What is PG-TEI and why is it being developed?
Joshua Hutchinson on Apr 2nd 2007
PGTEI is first and foremost a markup language. Just like HTML puts tags around words to give them some sort of meaning, PGTEI puts tags around words, too. Where a HTML document would italicize a word with <em>emphasis tags</em>, PGTEI would italicize a word with <emph>emphasis tags</emph>, too. Same basic principle, different vocubulary.
So, why not just stick with HTML? A lot more people know HTML and a lot more tools exist to help people use it. And everyone has a web browser that is custom made to read the resultant file, right?
Well, PGTEI solves some problems that may not be immediately obvious to someone coming at it from an end-user/consumer role. Where PGTEI helps the most is during creation and distribution.

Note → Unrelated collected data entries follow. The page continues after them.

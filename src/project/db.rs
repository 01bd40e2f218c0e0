/**
 * Project Database Operations
 */

use chrono::{DateTime, Utc};
use serde::{Deserialize, Serialize};
use sqlx::{PgExecutor, PgPool};
use uuid::Uuid;

/// Project row
#[derive(Debug, Clone, Serialize, Deserialize, sqlx::FromRow)]
#[serde(rename_all = "camelCase")]
pub struct Project {
    pub id: Uuid,
    pub name: String,
    pub description: Option<String>,
    pub workspace_id: Uuid,
    pub created_by_id: Uuid,
    pub created_at: DateTime<Utc>,
    pub updated_at: DateTime<Utc>,
    pub deleted_at: Option<DateTime<Utc>>,
}

const PROJECT_COLUMNS: &str =
    "id, name, description, workspace_id, created_by_id, created_at, updated_at, deleted_at";

/// Insert a new project
pub async fn insert_project<'e>(
    executor: impl PgExecutor<'e>,
    name: &str,
    description: Option<&str>,
    workspace_id: Uuid,
    created_by_id: Uuid,
) -> Result<Project, sqlx::Error> {
    let now = Utc::now();

    sqlx::query_as::<_, Project>(&format!(
        r#"
        INSERT INTO projects (id, name, description, workspace_id, created_by_id, created_at, updated_at)
        VALUES ($1, $2, $3, $4, $5, $6, $7)
        RETURNING {PROJECT_COLUMNS}
        "#
    ))
    .bind(Uuid::new_v4())
    .bind(name)
    .bind(description)
    .bind(workspace_id)
    .bind(created_by_id)
    .bind(now)
    .bind(now)
    .fetch_one(executor)
    .await
}

/// Get a project by ID (including soft-deleted projects)
pub async fn get_project(pool: &PgPool, id: Uuid) -> Result<Option<Project>, sqlx::Error> {
    sqlx::query_as::<_, Project>(&format!(
        r#"
        SELECT {PROJECT_COLUMNS} FROM projects WHERE id = $1
        "#
    ))
    .bind(id)
    .fetch_optional(pool)
    .await
}

/// List a workspace's non-deleted projects, newest first
pub async fn list_projects(
    pool: &PgPool,
    workspace_id: Uuid,
) -> Result<Vec<Project>, sqlx::Error> {
    sqlx::query_as::<_, Project>(&format!(
        r#"
        SELECT {PROJECT_COLUMNS} FROM projects
        WHERE workspace_id = $1 AND deleted_at IS NULL
        ORDER BY created_at DESC
        "#
    ))
    .bind(workspace_id)
    .fetch_all(pool)
    .await
}

/// Update a project's name and description
pub async fn update_project<'e>(
    executor: impl PgExecutor<'e>,
    id: Uuid,
    name: &str,
    description: Option<&str>,
) -> Result<Project, sqlx::Error> {
    sqlx::query_as::<_, Project>(&format!(
        r#"
        UPDATE projects
        SET name = $1, description = $2, updated_at = $3
        WHERE id = $4
        RETURNING {PROJECT_COLUMNS}
        "#
    ))
    .bind(name)
    .bind(description)
    .bind(Utc::now())
    .bind(id)
    .fetch_one(executor)
    .await
}

/// Set or clear a project's soft-delete timestamp
pub async fn set_deleted_at<'e>(
    executor: impl PgExecutor<'e>,
    id: Uuid,
    deleted_at: Option<DateTime<Utc>>,
) -> Result<(), sqlx::Error> {
    sqlx::query(
        r#"
        UPDATE projects SET deleted_at = $1, updated_at = $2 WHERE id = $3
        "#,
    )
    .bind(deleted_at)
    .bind(Utc::now())
    .bind(id)
    .execute(executor)
    .await?;

    Ok(())
}
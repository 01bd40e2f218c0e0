/**
 * Authentication Request/Response Types
 */

use serde::{Deserialize, Serialize};
use uuid::Uuid;

/// Registration request body
#[derive(Debug, Clone, Serialize, Deserialize)]
pub struct RegisterRequest {
    pub name: String,
    pub email: String,
    pub password: String,
}

/// Login request body
#[derive(Debug, Clone, Serialize, Deserialize)]
pub struct LoginRequest {
    pub email: String,
    pub password: String,
}

/// Public user representation (never contains the password hash)
#[derive(Debug, Clone, Serialize, Deserialize)]
#[serde(rename_all = "camelCase")]
pub struct UserResponse {
    pub id: Uuid,
    pub name: String,
    pub email: String,
}

/// Registration response
#[derive(Debug, Clone, Serialize, Deserialize)]
pub struct RegisterResponse {
    pub message: String,
    pub user: UserResponse,
}

/// Login response carrying the session token
#[derive(Debug, Clone, Serialize, Deserialize)]
pub struct AuthResponse {
    pub token: String,
    pub user: UserResponse,
}
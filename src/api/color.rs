use std::fmt;
use std::str::FromStr;

use serde::{Deserialize, Serialize};

use crate::error::{ChartError, ChartResult};
use crate::render::Color;

/// CSS colour literal as written in a chart configuration.
///
/// The source text is kept verbatim so serialized configs match what the host
/// page expects, while `rgba()` exposes the parsed value for rendering.
#[derive(Debug, Clone, PartialEq, Serialize, Deserialize)]
#[serde(try_from = "String", into = "String")]
pub struct CssColor {
    source: String,
    rgba: Color,
}

impl CssColor {
    pub fn parse(source: impl Into<String>) -> ChartResult<Self> {
        let source = source.into();
        let rgba = parse_css_color(&source)?;
        Ok(Self { source, rgba })
    }

    #[must_use]
    pub fn as_str(&self) -> &str {
        &self.source
    }

    #[must_use]
    pub fn rgba(&self) -> Color {
        self.rgba
    }
}

impl fmt::Display for CssColor {
    fn fmt(&self, f: &mut fmt::Formatter<'_>) -> fmt::Result {
        f.write_str(&self.source)
    }
}

impl FromStr for CssColor {
    type Err = ChartError;

    fn from_str(s: &str) -> Result<Self, Self::Err> {
        Self::parse(s)
    }
}

impl TryFrom<String> for CssColor {
    type Error = ChartError;

    fn try_from(value: String) -> Result<Self, Self::Error> {
        Self::parse(value)
    }
}

impl From<CssColor> for String {
    fn from(value: CssColor) -> Self {
        value.source
    }
}

/// Fill or border colour: shared by every bar or listed per bar.
#[derive(Debug, Clone, PartialEq, Serialize, Deserialize)]
#[serde(untagged)]
pub enum ColorSpec {
    Single(CssColor),
    PerItem(Vec<CssColor>),
}

impl ColorSpec {
    /// Colour for bar `index`; per-item lists wrap around when shorter than the data.
    #[must_use]
    pub fn resolve(&self, index: usize) -> Option<&CssColor> {
        match self {
            Self::Single(color) => Some(color),
            Self::PerItem(colors) if colors.is_empty() => None,
            Self::PerItem(colors) => colors.get(index % colors.len()),
        }
    }

    #[must_use]
    pub fn len(&self) -> usize {
        match self {
            Self::Single(_) => 1,
            Self::PerItem(colors) => colors.len(),
        }
    }

    #[must_use]
    pub fn is_empty(&self) -> bool {
        self.len() == 0
    }
}

impl From<CssColor> for ColorSpec {
    fn from(value: CssColor) -> Self {
        Self::Single(value)
    }
}

impl From<Vec<CssColor>> for ColorSpec {
    fn from(value: Vec<CssColor>) -> Self {
        Self::PerItem(value)
    }
}

fn parse_css_color(source: &str) -> ChartResult<Color> {
    let text = source.trim().to_ascii_lowercase();
    let invalid = || ChartError::InvalidData(format!("unsupported css color `{source}`"));

    if let Some(hex) = text.strip_prefix('#') {
        return parse_hex(hex).ok_or_else(invalid);
    }
    if let Some(body) = text
        .strip_prefix("rgba(")
        .or_else(|| text.strip_prefix("rgb("))
        .and_then(|rest| rest.strip_suffix(')'))
    {
        return parse_rgb_function(body).ok_or_else(invalid);
    }

    match text.as_str() {
        "white" => Ok(Color::rgb(1.0, 1.0, 1.0)),
        "black" => Ok(Color::rgb(0.0, 0.0, 0.0)),
        "gray" | "grey" => Ok(Color::rgb(128.0 / 255.0, 128.0 / 255.0, 128.0 / 255.0)),
        "transparent" => Ok(Color::rgba(0.0, 0.0, 0.0, 0.0)),
        _ => Err(invalid()),
    }
}

fn parse_hex(hex: &str) -> Option<Color> {
    if !hex.chars().all(|ch| ch.is_ascii_hexdigit()) {
        return None;
    }
    let channel = |digits: &str| u8::from_str_radix(digits, 16).ok().map(|v| f64::from(v) / 255.0);
    let short = |index: usize| channel(&hex[index..=index].repeat(2));

    match hex.len() {
        3 => Some(Color::rgb(short(0)?, short(1)?, short(2)?)),
        4 => Some(Color::rgba(short(0)?, short(1)?, short(2)?, short(3)?)),
        6 => Some(Color::rgb(
            channel(&hex[0..2])?,
            channel(&hex[2..4])?,
            channel(&hex[4..6])?,
        )),
        8 => Some(Color::rgba(
            channel(&hex[0..2])?,
            channel(&hex[2..4])?,
            channel(&hex[4..6])?,
            channel(&hex[6..8])?,
        )),
        _ => None,
    }
}

fn parse_rgb_function(body: &str) -> Option<Color> {
    let parts = body
        .split(',')
        .map(|part| part.trim().parse::<f64>().ok())
        .collect::<Option<Vec<_>>>()?;

    let channel = |value: f64| (value.is_finite() && (0.0..=255.0).contains(&value)).then_some(value / 255.0);
    let alpha = |value: f64| (value.is_finite() && (0.0..=1.0).contains(&value)).then_some(value);

    match parts.as_slice() {
        [r, g, b] => Some(Color::rgb(channel(*r)?, channel(*g)?, channel(*b)?)),
        [r, g, b, a] => Some(Color::rgba(channel(*r)?, channel(*g)?, channel(*b)?, alpha(*a)?)),
        _ => None,
    }
}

The Pain That Is Content Creation For Project Gutenberg
When Michael Hart first started Project Gutenberg, there was one file type: plain ascii text. (In fact, the original files were all upper case plain ascii text, which were converted years later to the normal upper/lower case documents we’re probably all familiar with.) It wasn’t all that long before someone realized that while plain ascii text is great for English language documents, it doesn’t handle letters outside the ASCII character set. So, we started seeing documents in different ISO character sets. In more recent times, UTF-8 has gotten popular as a character encoding since, theoretically, it’ll handle every character you could ever want to throw at it.